§ Exercise description
Transcribe the data below verbatim from the line with "stripped per config)" to the line with "fn main() ->". Include both of those lines.

(Saved entries)
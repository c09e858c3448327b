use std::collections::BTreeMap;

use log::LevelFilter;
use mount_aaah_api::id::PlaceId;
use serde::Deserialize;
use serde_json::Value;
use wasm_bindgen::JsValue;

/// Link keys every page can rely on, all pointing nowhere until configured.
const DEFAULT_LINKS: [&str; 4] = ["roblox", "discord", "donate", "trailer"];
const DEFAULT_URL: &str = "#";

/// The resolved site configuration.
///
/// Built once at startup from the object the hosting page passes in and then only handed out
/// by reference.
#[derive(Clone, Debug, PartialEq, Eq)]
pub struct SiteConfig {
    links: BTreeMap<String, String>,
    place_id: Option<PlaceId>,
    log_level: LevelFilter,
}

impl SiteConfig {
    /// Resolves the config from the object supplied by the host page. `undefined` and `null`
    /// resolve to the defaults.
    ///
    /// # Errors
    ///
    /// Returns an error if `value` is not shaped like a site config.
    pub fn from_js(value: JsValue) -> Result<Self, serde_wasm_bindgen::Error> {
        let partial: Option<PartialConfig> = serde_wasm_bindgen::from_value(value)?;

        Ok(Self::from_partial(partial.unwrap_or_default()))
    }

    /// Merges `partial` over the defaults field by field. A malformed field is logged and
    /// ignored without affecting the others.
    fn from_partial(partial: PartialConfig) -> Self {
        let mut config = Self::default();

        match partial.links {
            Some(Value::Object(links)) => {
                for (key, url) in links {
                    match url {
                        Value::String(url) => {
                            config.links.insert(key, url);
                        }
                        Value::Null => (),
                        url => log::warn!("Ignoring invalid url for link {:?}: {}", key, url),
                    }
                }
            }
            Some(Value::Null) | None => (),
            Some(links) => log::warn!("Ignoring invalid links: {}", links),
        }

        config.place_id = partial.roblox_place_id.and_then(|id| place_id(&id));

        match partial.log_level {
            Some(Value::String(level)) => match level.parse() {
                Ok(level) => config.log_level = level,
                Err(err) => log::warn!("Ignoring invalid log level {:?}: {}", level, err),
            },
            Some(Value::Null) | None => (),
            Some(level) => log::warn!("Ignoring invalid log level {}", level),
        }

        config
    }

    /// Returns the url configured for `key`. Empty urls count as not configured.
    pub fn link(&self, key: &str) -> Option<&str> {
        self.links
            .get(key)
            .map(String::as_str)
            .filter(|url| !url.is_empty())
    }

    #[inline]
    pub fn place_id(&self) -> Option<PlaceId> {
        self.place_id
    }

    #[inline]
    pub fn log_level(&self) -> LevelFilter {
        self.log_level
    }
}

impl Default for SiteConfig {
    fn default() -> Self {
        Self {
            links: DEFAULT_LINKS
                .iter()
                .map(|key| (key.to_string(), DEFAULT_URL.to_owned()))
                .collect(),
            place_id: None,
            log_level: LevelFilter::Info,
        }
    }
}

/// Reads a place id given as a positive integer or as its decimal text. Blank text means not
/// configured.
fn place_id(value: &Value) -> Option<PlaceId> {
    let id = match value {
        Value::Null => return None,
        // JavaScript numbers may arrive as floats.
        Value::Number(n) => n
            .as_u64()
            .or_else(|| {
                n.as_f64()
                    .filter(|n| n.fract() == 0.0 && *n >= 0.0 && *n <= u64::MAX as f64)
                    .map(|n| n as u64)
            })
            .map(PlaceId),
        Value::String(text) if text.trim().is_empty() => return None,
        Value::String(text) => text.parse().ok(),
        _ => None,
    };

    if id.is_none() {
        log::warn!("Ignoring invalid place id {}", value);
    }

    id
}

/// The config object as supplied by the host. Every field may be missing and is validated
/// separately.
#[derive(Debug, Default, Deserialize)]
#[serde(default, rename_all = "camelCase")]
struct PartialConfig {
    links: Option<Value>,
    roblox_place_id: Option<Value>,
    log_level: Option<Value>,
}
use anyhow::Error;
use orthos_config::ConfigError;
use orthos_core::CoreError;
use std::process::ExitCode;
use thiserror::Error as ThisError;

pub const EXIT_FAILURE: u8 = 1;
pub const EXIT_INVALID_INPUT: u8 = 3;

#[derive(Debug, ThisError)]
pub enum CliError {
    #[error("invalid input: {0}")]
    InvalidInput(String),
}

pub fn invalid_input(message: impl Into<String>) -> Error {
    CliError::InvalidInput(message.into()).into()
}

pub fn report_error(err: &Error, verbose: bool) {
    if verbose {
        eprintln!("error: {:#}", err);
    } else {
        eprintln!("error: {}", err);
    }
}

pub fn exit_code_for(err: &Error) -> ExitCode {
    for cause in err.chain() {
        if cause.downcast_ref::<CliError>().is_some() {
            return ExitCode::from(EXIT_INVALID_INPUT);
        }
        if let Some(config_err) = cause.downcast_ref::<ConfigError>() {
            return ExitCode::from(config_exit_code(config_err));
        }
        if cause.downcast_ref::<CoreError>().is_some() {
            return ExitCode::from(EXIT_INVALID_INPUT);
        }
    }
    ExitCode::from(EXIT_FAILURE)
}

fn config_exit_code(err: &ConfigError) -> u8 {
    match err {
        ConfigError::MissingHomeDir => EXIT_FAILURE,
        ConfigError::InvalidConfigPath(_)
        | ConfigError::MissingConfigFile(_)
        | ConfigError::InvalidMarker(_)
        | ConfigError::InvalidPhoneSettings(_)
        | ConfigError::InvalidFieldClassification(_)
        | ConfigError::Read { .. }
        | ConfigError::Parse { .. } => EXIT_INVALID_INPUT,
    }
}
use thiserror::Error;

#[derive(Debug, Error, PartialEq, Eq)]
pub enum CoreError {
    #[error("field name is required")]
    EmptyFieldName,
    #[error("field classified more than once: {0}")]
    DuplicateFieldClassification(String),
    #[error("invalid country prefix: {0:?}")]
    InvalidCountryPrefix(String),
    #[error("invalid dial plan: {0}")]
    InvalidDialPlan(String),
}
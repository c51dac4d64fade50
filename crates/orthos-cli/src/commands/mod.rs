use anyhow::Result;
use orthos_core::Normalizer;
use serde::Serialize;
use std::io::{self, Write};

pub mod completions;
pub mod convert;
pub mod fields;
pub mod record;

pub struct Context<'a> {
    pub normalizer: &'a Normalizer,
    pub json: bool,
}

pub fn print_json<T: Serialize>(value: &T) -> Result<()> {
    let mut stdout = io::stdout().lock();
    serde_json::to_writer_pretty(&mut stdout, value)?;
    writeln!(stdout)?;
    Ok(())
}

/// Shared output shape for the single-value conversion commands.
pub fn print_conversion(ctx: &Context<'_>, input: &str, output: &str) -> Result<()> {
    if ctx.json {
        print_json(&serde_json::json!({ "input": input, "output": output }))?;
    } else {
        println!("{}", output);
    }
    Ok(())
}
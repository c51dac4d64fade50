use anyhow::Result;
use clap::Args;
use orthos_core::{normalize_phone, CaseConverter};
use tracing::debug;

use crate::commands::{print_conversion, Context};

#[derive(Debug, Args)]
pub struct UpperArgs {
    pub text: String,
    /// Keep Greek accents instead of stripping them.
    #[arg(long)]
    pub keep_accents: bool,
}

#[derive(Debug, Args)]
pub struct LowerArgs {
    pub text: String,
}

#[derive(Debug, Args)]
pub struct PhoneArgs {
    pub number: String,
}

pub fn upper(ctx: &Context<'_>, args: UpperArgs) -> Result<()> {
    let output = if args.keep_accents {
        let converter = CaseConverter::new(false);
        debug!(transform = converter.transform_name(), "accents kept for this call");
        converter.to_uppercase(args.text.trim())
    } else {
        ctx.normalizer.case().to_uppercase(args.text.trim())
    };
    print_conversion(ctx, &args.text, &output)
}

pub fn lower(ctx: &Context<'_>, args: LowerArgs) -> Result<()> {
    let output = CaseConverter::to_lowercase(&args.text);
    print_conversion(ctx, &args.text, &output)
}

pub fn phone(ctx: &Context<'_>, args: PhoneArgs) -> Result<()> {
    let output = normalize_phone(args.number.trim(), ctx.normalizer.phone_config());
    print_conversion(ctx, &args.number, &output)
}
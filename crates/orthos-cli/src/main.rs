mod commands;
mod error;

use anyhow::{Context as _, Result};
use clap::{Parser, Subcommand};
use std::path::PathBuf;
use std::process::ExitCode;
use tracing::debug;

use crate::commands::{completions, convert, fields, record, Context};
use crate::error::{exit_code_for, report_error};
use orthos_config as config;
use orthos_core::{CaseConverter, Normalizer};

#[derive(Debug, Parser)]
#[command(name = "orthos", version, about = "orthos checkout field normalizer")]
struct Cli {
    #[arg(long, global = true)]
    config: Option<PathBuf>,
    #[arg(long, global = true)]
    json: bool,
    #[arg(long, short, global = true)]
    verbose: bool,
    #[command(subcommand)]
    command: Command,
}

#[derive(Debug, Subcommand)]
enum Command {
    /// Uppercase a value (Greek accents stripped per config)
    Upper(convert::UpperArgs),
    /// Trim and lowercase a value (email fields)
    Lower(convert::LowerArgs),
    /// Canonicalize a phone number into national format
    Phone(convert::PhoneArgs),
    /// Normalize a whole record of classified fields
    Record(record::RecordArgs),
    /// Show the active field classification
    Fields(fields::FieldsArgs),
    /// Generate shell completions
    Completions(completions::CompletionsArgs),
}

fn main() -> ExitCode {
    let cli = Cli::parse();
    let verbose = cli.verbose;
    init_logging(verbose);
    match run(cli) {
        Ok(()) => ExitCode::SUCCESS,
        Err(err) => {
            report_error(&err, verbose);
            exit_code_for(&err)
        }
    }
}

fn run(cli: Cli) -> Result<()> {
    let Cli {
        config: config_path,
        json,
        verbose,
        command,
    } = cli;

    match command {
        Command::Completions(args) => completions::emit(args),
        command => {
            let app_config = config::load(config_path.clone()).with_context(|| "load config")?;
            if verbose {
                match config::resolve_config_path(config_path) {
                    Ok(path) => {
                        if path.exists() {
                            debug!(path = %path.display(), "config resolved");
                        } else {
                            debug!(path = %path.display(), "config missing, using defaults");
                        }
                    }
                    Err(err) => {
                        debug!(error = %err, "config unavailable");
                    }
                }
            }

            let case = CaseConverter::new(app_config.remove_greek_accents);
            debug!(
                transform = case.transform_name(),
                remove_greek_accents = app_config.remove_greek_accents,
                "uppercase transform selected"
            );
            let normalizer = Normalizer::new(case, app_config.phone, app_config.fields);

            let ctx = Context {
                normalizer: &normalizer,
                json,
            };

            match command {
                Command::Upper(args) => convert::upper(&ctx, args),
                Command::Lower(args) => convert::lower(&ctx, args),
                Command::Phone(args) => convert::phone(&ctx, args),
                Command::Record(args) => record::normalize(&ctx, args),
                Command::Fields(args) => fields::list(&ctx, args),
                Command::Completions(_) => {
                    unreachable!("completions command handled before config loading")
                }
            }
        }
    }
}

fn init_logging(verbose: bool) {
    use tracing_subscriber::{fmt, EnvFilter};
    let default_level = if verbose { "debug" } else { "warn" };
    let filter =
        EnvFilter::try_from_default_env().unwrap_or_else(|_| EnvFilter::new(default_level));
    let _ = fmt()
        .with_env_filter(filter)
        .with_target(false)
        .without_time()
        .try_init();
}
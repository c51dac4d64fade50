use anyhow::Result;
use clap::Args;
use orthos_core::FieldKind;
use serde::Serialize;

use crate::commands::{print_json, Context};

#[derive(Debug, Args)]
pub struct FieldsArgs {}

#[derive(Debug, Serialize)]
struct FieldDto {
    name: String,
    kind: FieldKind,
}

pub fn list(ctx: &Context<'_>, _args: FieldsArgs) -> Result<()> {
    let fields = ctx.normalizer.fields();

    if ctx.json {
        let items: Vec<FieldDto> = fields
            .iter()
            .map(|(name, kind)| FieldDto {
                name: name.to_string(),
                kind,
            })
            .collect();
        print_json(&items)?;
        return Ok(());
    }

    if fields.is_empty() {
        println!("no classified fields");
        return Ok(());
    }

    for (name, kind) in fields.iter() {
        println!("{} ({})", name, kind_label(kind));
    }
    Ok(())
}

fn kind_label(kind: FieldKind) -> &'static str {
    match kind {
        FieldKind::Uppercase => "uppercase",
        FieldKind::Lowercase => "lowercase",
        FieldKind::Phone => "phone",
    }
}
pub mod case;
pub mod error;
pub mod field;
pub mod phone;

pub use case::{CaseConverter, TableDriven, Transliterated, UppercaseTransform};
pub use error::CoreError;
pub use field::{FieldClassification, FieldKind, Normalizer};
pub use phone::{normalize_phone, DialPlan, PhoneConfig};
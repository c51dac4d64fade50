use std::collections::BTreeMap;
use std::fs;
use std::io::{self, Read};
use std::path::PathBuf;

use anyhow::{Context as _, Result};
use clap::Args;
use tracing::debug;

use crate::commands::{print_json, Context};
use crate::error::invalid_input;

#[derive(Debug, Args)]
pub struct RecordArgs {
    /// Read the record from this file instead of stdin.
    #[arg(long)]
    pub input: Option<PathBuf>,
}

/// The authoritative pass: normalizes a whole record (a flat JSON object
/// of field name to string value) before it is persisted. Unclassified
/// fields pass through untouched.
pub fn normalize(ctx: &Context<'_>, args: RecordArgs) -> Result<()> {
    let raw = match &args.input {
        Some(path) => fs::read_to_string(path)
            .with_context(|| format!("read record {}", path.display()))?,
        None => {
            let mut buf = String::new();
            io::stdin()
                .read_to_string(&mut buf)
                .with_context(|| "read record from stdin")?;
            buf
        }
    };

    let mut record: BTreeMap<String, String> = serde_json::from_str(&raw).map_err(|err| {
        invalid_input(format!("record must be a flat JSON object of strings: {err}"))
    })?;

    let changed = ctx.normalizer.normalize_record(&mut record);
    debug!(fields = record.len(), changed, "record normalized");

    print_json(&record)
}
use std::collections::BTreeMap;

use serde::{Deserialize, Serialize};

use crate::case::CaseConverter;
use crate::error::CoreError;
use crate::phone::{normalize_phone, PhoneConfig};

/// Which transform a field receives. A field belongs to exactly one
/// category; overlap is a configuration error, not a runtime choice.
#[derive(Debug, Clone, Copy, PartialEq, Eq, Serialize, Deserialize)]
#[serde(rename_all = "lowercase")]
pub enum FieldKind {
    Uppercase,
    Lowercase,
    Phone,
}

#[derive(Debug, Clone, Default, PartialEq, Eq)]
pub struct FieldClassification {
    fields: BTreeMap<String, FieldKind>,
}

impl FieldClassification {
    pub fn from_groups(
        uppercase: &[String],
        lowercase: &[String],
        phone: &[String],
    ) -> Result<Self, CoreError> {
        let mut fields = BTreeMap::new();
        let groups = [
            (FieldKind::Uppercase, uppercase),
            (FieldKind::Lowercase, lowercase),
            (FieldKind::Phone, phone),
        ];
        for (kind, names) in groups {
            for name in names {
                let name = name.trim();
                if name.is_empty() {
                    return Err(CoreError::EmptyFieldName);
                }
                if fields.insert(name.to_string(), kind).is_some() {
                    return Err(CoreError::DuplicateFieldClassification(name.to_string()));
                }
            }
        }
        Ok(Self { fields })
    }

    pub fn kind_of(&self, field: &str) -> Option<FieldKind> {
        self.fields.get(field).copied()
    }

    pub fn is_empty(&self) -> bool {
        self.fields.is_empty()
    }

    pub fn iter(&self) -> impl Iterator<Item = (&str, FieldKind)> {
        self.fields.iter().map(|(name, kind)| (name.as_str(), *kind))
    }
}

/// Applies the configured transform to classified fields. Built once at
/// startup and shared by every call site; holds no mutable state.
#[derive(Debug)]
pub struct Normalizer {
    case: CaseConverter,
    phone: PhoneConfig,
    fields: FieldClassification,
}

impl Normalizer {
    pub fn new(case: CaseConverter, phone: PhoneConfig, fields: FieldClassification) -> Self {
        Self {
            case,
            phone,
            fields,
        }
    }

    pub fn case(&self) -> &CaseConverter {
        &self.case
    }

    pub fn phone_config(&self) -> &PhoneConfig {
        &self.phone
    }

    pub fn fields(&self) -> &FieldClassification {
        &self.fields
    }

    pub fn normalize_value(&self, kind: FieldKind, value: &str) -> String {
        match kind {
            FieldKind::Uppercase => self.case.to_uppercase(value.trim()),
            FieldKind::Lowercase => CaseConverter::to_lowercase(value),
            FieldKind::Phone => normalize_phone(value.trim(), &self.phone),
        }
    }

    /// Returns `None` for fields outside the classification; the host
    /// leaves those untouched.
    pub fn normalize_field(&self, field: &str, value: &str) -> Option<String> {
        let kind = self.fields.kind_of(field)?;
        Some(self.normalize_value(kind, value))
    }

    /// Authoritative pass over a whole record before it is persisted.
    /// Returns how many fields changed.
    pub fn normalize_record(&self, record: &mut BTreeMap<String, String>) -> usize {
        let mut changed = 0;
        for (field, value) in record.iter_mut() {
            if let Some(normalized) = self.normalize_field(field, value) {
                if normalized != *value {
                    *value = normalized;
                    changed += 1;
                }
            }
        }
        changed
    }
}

§ Task output
    /// Uppercase a value (Greek accents stripped per config)
    Upper(convert::UpperArgs),
    /// Trim and lowercase a value (email fields)
    Lower(convert::LowerArgs),
    /// Canonicalize a phone number into national format
    Phone(convert::PhoneArgs),
    /// Normalize a whole record of classified fields
    Record(record::RecordArgs),
    /// Show the active field classification
    Fields(fields::FieldsArgs),
    /// Generate shell completions
    Completions(completions::CompletionsArgs),
}

fn main() -> ExitCode {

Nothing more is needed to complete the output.